Star Wars_ Planet of Twilight - Barbara Hambly [49]
“What in the name of goodness happened to you?”
“A little creative reprogramming, that’s all.” Captain Bortrek set down his laser extractor. “And I don’t give a Ranat’s sneeze who you’re duly registered to, Goldie. You’re mine now, like your little friend …” He jerked a grimy thumb at Artoo. “And I didn’t call you here from the hold to quote me some pox-festering regulation, either, you understand? A good See-Three unit’s worth a pile even without provenance, but don’t think I couldn’t get almost as much for your chips and wiring.”
Threepio considered the matter. “Actually, sir, See-Three units with specialized programming like myself sell for a minimum, used, at forty-three thousand standard credits, Blue Registry prices. The aggregate of my components would only bring in five thousand at the very most …”
“Shut up!”
“Yes, sir.”
“And come with me down to the hold. I want you to give me a valuation on every piece of that garbage so I know Sandro the Hook isn’t going to cheat me once we get to Celanon City.”
“Are we going to Celanon, sir? A most pleasant planet, I’ve been told. It isn’t necessary to return to the hold, you know. While incarcerated there I took the opportunity to price your acquisitions to the best of my knowledge —which was updated only last week from the Coruscant Index—and the information is still in my memory.”
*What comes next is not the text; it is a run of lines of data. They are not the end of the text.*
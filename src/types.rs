//! Core type definitions for the admin engine
//!
//! Includes column types, column definitions and the typed values that are
//! bound as query parameters.

use chrono::{DateTime, NaiveDate, NaiveDateTime, Utc};
use rust_decimal::Decimal;
use serde::{Deserialize, Serialize};
use std::str::FromStr;

// ============================================================================
// Column Types
// ============================================================================

/// Column type of an entity attribute
#[derive(Debug, Clone, Serialize, Deserialize, PartialEq)]
#[serde(tag = "type", rename_all = "lowercase")]
pub enum ColumnType {
    /// Short text (VARCHAR, CHAR, CITEXT)
    String,

    /// Long text (TEXT)
    Text,

    /// Integer (SMALLINT, INTEGER, BIGINT)
    Integer,

    /// Floating point (REAL, DOUBLE PRECISION)
    Float,

    /// Decimal with precision and scale (NUMERIC)
    Decimal {
        /// Total number of digits (default: 19)
        #[serde(default = "default_precision")]
        precision: u8,
        /// Number of digits after decimal point (default: 4)
        #[serde(default = "default_scale")]
        scale: u8,
    },

    /// Boolean (BOOLEAN)
    Boolean,

    /// Calendar date (DATE)
    Date,

    /// Point in time (TIMESTAMP, TIMESTAMPTZ)
    Timestamp,

    /// JSON document (JSON, JSONB)
    Json,

    /// UUID (UUID)
    Uuid,

    /// Text restricted to a fixed set of values
    Enum {
        /// List of allowed string values
        values: Vec<String>,
    },
}

fn default_precision() -> u8 {
    19
}

fn default_scale() -> u8 {
    4
}

impl ColumnType {
    /// Create a Decimal type with specified precision and scale
    pub fn decimal(precision: u8, scale: u8) -> Self {
        ColumnType::Decimal { precision, scale }
    }

    /// Create an Enum type from its allowed values
    pub fn enumeration<I, S>(values: I) -> Self
    where
        I: IntoIterator<Item = S>,
        S: Into<String>,
    {
        ColumnType::Enum {
            values: values.into_iter().map(Into::into).collect(),
        }
    }

    /// Free-text columns, searched and label-eligible by default
    pub fn is_textual(&self) -> bool {
        matches!(self, ColumnType::String | ColumnType::Text)
    }

    pub fn is_numeric(&self) -> bool {
        matches!(
            self,
            ColumnType::Integer | ColumnType::Float | ColumnType::Decimal { .. }
        )
    }

    pub fn is_temporal(&self) -> bool {
        matches!(self, ColumnType::Date | ColumnType::Timestamp)
    }

    /// Map an `information_schema.columns` type description to a column type
    pub fn from_pg(data_type: &str) -> Self {
        match data_type {
            "character varying" | "character" | "name" => ColumnType::String,
            "text" => ColumnType::Text,
            "smallint" | "integer" | "bigint" => ColumnType::Integer,
            "real" | "double precision" => ColumnType::Float,
            "numeric" => ColumnType::Decimal {
                precision: default_precision(),
                scale: default_scale(),
            },
            "boolean" => ColumnType::Boolean,
            "date" => ColumnType::Date,
            "timestamp with time zone" | "timestamp without time zone" => ColumnType::Timestamp,
            "json" | "jsonb" => ColumnType::Json,
            "uuid" => ColumnType::Uuid,
            // enum types; labels are not introspected, so any value is accepted
            "USER-DEFINED" => ColumnType::Enum { values: Vec::new() },
            // citext and anything unknown compare as text
            _ => ColumnType::String,
        }
    }

    /// Coerce a raw request string into a value of this column type
    ///
    /// Returns `None` for blank input or input that does not parse; callers
    /// treat that as "ignore this input".
    pub fn coerce(&self, raw: &str) -> Option<BindValue> {
        let raw = raw.trim();
        if raw.is_empty() {
            return None;
        }

        match self {
            ColumnType::String | ColumnType::Text | ColumnType::Json => {
                Some(BindValue::Text(raw.to_string()))
            }
            ColumnType::Enum { values } => {
                if values.is_empty() || values.iter().any(|v| v == raw) {
                    Some(BindValue::Text(raw.to_string()))
                } else {
                    None
                }
            }
            ColumnType::Integer => raw.parse::<i64>().ok().map(BindValue::Int),
            ColumnType::Float => raw
                .parse::<f64>()
                .ok()
                .filter(|v| v.is_finite())
                .map(BindValue::Float),
            ColumnType::Decimal { .. } => Decimal::from_str(raw).ok().map(BindValue::Decimal),
            ColumnType::Boolean => parse_bool(raw).map(BindValue::Bool),
            ColumnType::Date => parse_date(raw).map(BindValue::Date),
            ColumnType::Timestamp => parse_timestamp(raw).map(BindValue::Timestamp),
            ColumnType::Uuid => uuid::Uuid::parse_str(raw).ok().map(BindValue::Uuid),
        }
    }

    /// Coerce a JSON scalar (as decoded from a query string or request body)
    pub fn coerce_json(&self, value: &serde_json::Value) -> Option<BindValue> {
        match value {
            serde_json::Value::String(s) => self.coerce(s),
            serde_json::Value::Number(n) => self.coerce(&n.to_string()),
            serde_json::Value::Bool(b) => match self {
                ColumnType::Boolean => Some(BindValue::Bool(*b)),
                _ => self.coerce(&b.to_string()),
            },
            _ => None,
        }
    }
}

/// Parse the common truthy/falsy spellings of a boolean
pub fn parse_bool(raw: &str) -> Option<bool> {
    match raw.trim().to_lowercase().as_str() {
        "true" | "t" | "1" | "yes" | "y" | "on" => Some(true),
        "false" | "f" | "0" | "no" | "n" | "off" => Some(false),
        _ => None,
    }
}

/// Parse a calendar date, accepting a timestamp and keeping its date part
pub fn parse_date(raw: &str) -> Option<NaiveDate> {
    let raw = raw.trim();
    NaiveDate::parse_from_str(raw, "%Y-%m-%d")
        .ok()
        .or_else(|| parse_timestamp(raw).map(|ts| ts.date_naive()))
}

/// Parse a timestamp as RFC 3339, or as a naive date-time interpreted as UTC
pub fn parse_timestamp(raw: &str) -> Option<DateTime<Utc>> {
    let raw = raw.trim();
    if let Ok(ts) = DateTime::parse_from_rfc3339(raw) {
        return Some(ts.with_timezone(&Utc));
    }
    ["%Y-%m-%dT%H:%M:%S%.f", "%Y-%m-%d %H:%M:%S%.f", "%Y-%m-%dT%H:%M", "%Y-%m-%d %H:%M"]
        .iter()
        .find_map(|format| NaiveDateTime::parse_from_str(raw, format).ok())
        .map(|naive| naive.and_utc())
}

/// Whether a raw string is a bare calendar date (no time component)
pub fn is_date_only(raw: &str) -> bool {
    NaiveDate::parse_from_str(raw.trim(), "%Y-%m-%d").is_ok()
}

// ============================================================================
// Column Definitions
// ============================================================================

fn default_nullable() -> bool {
    true
}

/// Column of an entity table
#[derive(Debug, Clone, Serialize, Deserialize, PartialEq)]
pub struct ColumnDefinition {
    /// Column name (validated identifier)
    pub name: String,

    /// Column type
    #[serde(flatten)]
    pub column_type: ColumnType,

    /// Whether the column allows NULL values (default: true)
    #[serde(default = "default_nullable")]
    pub nullable: bool,

    /// Whether the column carries a single-column UNIQUE constraint (default: false)
    #[serde(default)]
    pub unique: bool,
}

impl ColumnDefinition {
    /// Create a new column definition with a name and type
    pub fn new(name: impl Into<String>, column_type: ColumnType) -> Self {
        Self {
            name: name.into(),
            column_type,
            nullable: true,
            unique: false,
        }
    }

    /// Set the column as non-nullable
    pub fn not_null(mut self) -> Self {
        self.nullable = false;
        self
    }

    /// Set the column as unique
    pub fn unique(mut self) -> Self {
        self.unique = true;
        self
    }
}

// ============================================================================
// Bind Values
// ============================================================================

/// A typed query parameter
///
/// Every value that reaches SQL text does so as a `$n` placeholder bound to one
/// of these, never by string concatenation.
#[derive(Debug, Clone, PartialEq)]
pub enum BindValue {
    Text(String),
    Int(i64),
    Float(f64),
    Decimal(Decimal),
    Bool(bool),
    Date(NaiveDate),
    Timestamp(DateTime<Utc>),
    Uuid(uuid::Uuid),
    IntList(Vec<i64>),
    DecimalList(Vec<Decimal>),
    FloatList(Vec<f64>),
    TextList(Vec<String>),
}

impl BindValue {
    /// Whether this value is compared through the column's text representation
    pub fn is_text(&self) -> bool {
        matches!(self, BindValue::Text(_) | BindValue::TextList(_))
    }

    /// Whether this value binds as an array for `= ANY(..)`
    pub fn is_list(&self) -> bool {
        matches!(
            self,
            BindValue::IntList(_) | BindValue::DecimalList(_) | BindValue::FloatList(_) | BindValue::TextList(_)
        )
    }
}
“No lie?” Captain Bortrek tongued his scarred lip, and studied the golden droid speculatively. In the background, Artoo-Detoo made soft whirring noises indicative of intensive activity, and the ship’s core computer flashed and burbled replies. “I tell you what, then, Goldie. You come with me and we’ll get that stuff sorted out, and maybe when we get to Celanon I won’t sell you to a travel agent for your programming.”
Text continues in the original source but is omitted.